Podem ser adotantes na adoção plena:

  • Duas pessoas casadas ou em união de facto há mais de 4 anos e não separadas judicialmente de pessoas e bens ou de facto, se ambas tiverem mais de 25 anos;
  • Uma única pessoa se tiver:
    • Mais de 30 anos;
    • Mais de 25 anos, se o menor for filho do cônjuge do adotante,
  • Só pode adotar quem não tiver mais de 60 anos à data em que o menor lhe tenha sido confiado, excepto se este for filho do cônjuge;
  • A partir dos 50 anos, cuja diferença de idades entre o adotante e o adotado não pode ser superior a 50 anos, excepto se o menor a adotar for filho do cônjuge do adotante ou em situações especiais.

Na adoção restrita, podem ser adotantes:

Pessoas com mais de 25 anos e até 60 anos, se completados à data em que o menor lhes tenha sido confiado, excepto se este for filho do cônjuge. Todo este processo leva o seu tempo.
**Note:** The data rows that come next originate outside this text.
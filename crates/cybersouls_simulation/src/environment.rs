//! Environment collaborator: статическая геометрия мира + геометрические запросы
//!
//! Line-of-sight и трассировка прицела спрашивают `Environment` (trait object,
//! подменяется внешним движком). Overlap по акторам - обычные ECS запросы
//! через `actors_in_radius`.

use bevy::prelude::*;

/// Статическая геометрия, блокирующая взгляд и прицел
pub trait WorldGeometry: Send + Sync {
    /// Первая точка пересечения отрезка from → to с геометрией (None - чисто)
    fn line_trace(&self, from: Vec3, to: Vec3) -> Option<Vec3>;
}

/// Resource-обёртка над геометрией мира
#[derive(Resource)]
pub struct Environment {
    geometry: Box<dyn WorldGeometry>,
}

impl Default for Environment {
    fn default() -> Self {
        Self::new(StaticObstacles::default())
    }
}

impl Environment {
    pub fn new(geometry: impl WorldGeometry + 'static) -> Self {
        Self {
            geometry: Box::new(geometry),
        }
    }

    pub fn line_trace(&self, from: Vec3, to: Vec3) -> Option<Vec3> {
        self.geometry.line_trace(from, to)
    }

    pub fn has_line_of_sight(&self, from: Vec3, to: Vec3) -> bool {
        self.line_trace(from, to).is_none()
    }
}

/// Препятствие статической геометрии
#[derive(Debug, Clone, Copy, PartialEq)]
pub enum Obstacle {
    Sphere { center: Vec3, radius: f32 },
    Box { min: Vec3, max: Vec3 },
}

impl Obstacle {
    /// Параметр t ∈ [0, 1] первого пересечения отрезка origin + t * delta
    fn intersect(&self, origin: Vec3, delta: Vec3) -> Option<f32> {
        match *self {
            Obstacle::Sphere { center, radius } => {
                let a = delta.length_squared();
                if a <= f32::EPSILON {
                    return (origin.distance(center) <= radius).then_some(0.0);
                }
                let m = origin - center;
                let b = m.dot(delta);
                let c = m.length_squared() - radius * radius;
                if c <= 0.0 {
                    // Начало внутри сферы
                    return Some(0.0);
                }
                let discriminant = b * b - a * c;
                if discriminant < 0.0 {
                    return None;
                }
                let t = (-b - discriminant.sqrt()) / a;
                (0.0..=1.0).contains(&t).then_some(t)
            }
            Obstacle::Box { min, max } => {
                // Slab test
                let mut t_min = 0.0_f32;
                let mut t_max = 1.0_f32;
                for axis in 0..3 {
                    let o = origin[axis];
                    let d = delta[axis];
                    if d.abs() <= f32::EPSILON {
                        if o < min[axis] || o > max[axis] {
                            return None;
                        }
                        continue;
                    }
                    let inv = 1.0 / d;
                    let mut t1 = (min[axis] - o) * inv;
                    let mut t2 = (max[axis] - o) * inv;
                    if t1 > t2 {
                        std::mem::swap(&mut t1, &mut t2);
                    }
                    t_min = t_min.max(t1);
                    t_max = t_max.min(t2);
                    if t_min > t_max {
                        return None;
                    }
                }
                Some(t_min)
            }
        }
    }
}

/// Простейшая геометрия: список сфер и боксов
#[derive(Debug, Clone, Default)]
pub struct StaticObstacles {
    pub obstacles: Vec<Obstacle>,
}

impl StaticObstacles {
    pub fn with(mut self, obstacle: Obstacle) -> Self {
        self.obstacles.push(obstacle);
        self
    }
}

impl WorldGeometry for StaticObstacles {
    fn line_trace(&self, from: Vec3, to: Vec3) -> Option<Vec3> {
        let delta = to - from;
        self.obstacles
            .iter()
            .filter_map(|obstacle| obstacle.intersect(from, delta))
            .min_by(|a, b| a.total_cmp(b))
            .map(|t| from + delta * t)
    }
}

/// Sphere overlap по акторам: (entity, distance), отсортировано по дистанции,
/// при равенстве - по Entity (детерминизм)
pub fn actors_in_radius<'a>(
    center: Vec3,
    radius: f32,
    actors: impl IntoIterator<Item = (Entity, &'a Transform)>,
) -> Vec<(Entity, f32)> {
    let mut found: Vec<(Entity, f32)> = actors
        .into_iter()
        .map(|(entity, transform)| (entity, transform.translation.distance(center)))
        .filter(|(_, distance)| *distance <= radius)
        .collect();

    found.sort_by(|a, b| a.1.total_cmp(&b.1).then_with(|| a.0.cmp(&b.0)));
    found
}

/// Пересечение луча с вертикальной капсулой актора
///
/// Возвращает (t вдоль луча ∈ [0, 1], точку на луче у оси капсулы).
pub fn ray_capsule_hit(
    origin: Vec3,
    delta: Vec3,
    center: Vec3,
    half_height: f32,
    radius: f32,
) -> Option<(f32, Vec3)> {
    let axis_start = center - Vec3::Y * half_height;
    let axis_delta = Vec3::Y * (2.0 * half_height);

    let (s, t) = closest_params(origin, delta, axis_start, axis_delta);
    let on_ray = origin + delta * s;
    let on_axis = axis_start + axis_delta * t;

    (on_ray.distance(on_axis) <= radius).then_some((s, on_ray))
}

/// Параметры ближайших точек двух отрезков p1 + s*d1, p2 + t*d2 (s, t ∈ [0, 1])
fn closest_params(p1: Vec3, d1: Vec3, p2: Vec3, d2: Vec3) -> (f32, f32) {
    let r = p1 - p2;
    let a = d1.dot(d1);
    let e = d2.dot(d2);
    let f = d2.dot(r);

    if a <= f32::EPSILON && e <= f32::EPSILON {
        return (0.0, 0.0);
    }
    if a <= f32::EPSILON {
        return (0.0, (f / e).clamp(0.0, 1.0));
    }

    let c = d1.dot(r);
    if e <= f32::EPSILON {
        return ((-c / a).clamp(0.0, 1.0), 0.0);
    }

    let b = d1.dot(d2);
    let denom = a * e - b * b;
    let mut s = if denom > f32::EPSILON {
        ((b * f - c * e) / denom).clamp(0.0, 1.0)
    } else {
        0.0
    };
    let mut t = (b * s + f) / e;

    if t < 0.0 {
        t = 0.0;
        s = (-c / a).clamp(0.0, 1.0);
    } else if t > 1.0 {
        t = 1.0;
        s = ((b - c) / a).clamp(0.0, 1.0);
    }
    (s, t)
}

#[cfg(test)]
mod tests {
    use super::*;

    #[test]
    fn test_empty_world_has_line_of_sight() {
        let environment = Environment::default();
        assert!(environment.has_line_of_sight(Vec3::ZERO, Vec3::new(1000.0, 0.0, 0.0)));
    }

    #[test]
    fn test_box_blocks_line_of_sight() {
        let geometry = StaticObstacles::default().with(Obstacle::Box {
            min: Vec3::new(400.0, -100.0, -100.0),
            max: Vec3::new(500.0, 300.0, 100.0),
        });
        let environment = Environment::new(geometry);

        let hit = environment.line_trace(Vec3::ZERO, Vec3::new(1000.0, 0.0, 0.0));
        assert_eq!(hit, Some(Vec3::new(400.0, 0.0, 0.0)));

        // Над боксом - видно
        assert!(environment.has_line_of_sight(Vec3::new(0.0, 500.0, 0.0), Vec3::new(1000.0, 500.0, 0.0)));
    }

    #[test]
    fn test_sphere_blocks_line_of_sight() {
        let geometry = StaticObstacles::default().with(Obstacle::Sphere {
            center: Vec3::new(500.0, 0.0, 0.0),
            radius: 50.0,
        });

        let hit = geometry.line_trace(Vec3::ZERO, Vec3::new(1000.0, 0.0, 0.0));
        assert!(hit.is_some_and(|point| (point.x - 450.0).abs() < 0.01));
        assert!(geometry.line_trace(Vec3::ZERO, Vec3::new(400.0, 0.0, 0.0)).is_none());
    }

    #[test]
    fn test_actors_in_radius_sorted() {
        let near = Transform::from_xyz(100.0, 0.0, 0.0);
        let mid = Transform::from_xyz(1000.0, 0.0, 0.0);
        let far = Transform::from_xyz(3000.0, 0.0, 0.0);

        let found = actors_in_radius(
            Vec3::ZERO,
            2000.0,
            [
                (Entity::from_raw(3), &far),
                (Entity::from_raw(2), &mid),
                (Entity::from_raw(1), &near),
            ],
        );

        let entities: Vec<Entity> = found.iter().map(|(entity, _)| *entity).collect();
        assert_eq!(entities, vec![Entity::from_raw(1), Entity::from_raw(2)]);
    }

    #[test]
    fn test_ray_hits_capsule() {
        let origin = Vec3::new(0.0, 50.0, 0.0);
        let delta = Vec3::new(0.0, 0.0, -1000.0);

        let hit = ray_capsule_hit(origin, delta, Vec3::new(0.0, 0.0, -500.0), 96.0, 42.0);
        let (t, point) = hit.expect("ray passes through capsule axis");
        assert!((t - 0.5).abs() < 0.01);
        assert!((point.y - 50.0).abs() < 0.01);

        // Мимо (в стороне на 200)
        assert!(ray_capsule_hit(origin, delta, Vec3::new(200.0, 0.0, -500.0), 96.0, 42.0).is_none());
    }
}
A entidade competente, onde foi apresentada a candidatura, procede a uma avaliação social e psicológica do candidato, emitindo a decisão sobre a candidatura num período que não deverá ultrapassar os 6 meses.
O candidato selecionado fica a aguardar proposta de criança a adotar. Após apresentação desta proposta, existe um período cujo objectivo é o conhecimento e aceitação mútuos entre o candidato e a criança. Quando esta fase é concluída de forma favorável, a criança é confiada ao candidato, ficando em situação de pré-adoção por um período que também não deve ultrapassar os seis meses.
Este tempo serve, também, para a entidade competente proceder ao acompanhamento e avaliação da situação. Quando verificadas as condições para realmente ser requerida a adoção é elaborado um relatório que é remetido ao candidato e que deve então acompanhar o pedido de adoção ao Tribunal de Família e Menores da sua área de residência. O processo fica finalmente concluído, quando é proferida a sentença.

 Poderá requerer em qualquer altura, nas seguintes entidades:

  • Centro Distrital da Segurança Social da sua área de residência;
  • Santa Casa da Misericórdia de Lisboa, caso resida nesta cidade;
  • Se residir nos Açores, no Instituto de Ação Social;
  • Centro de Segurança Social, se residir na Madeira.

Existem impressos próprios para dar início ao processo de adoção em Portugal.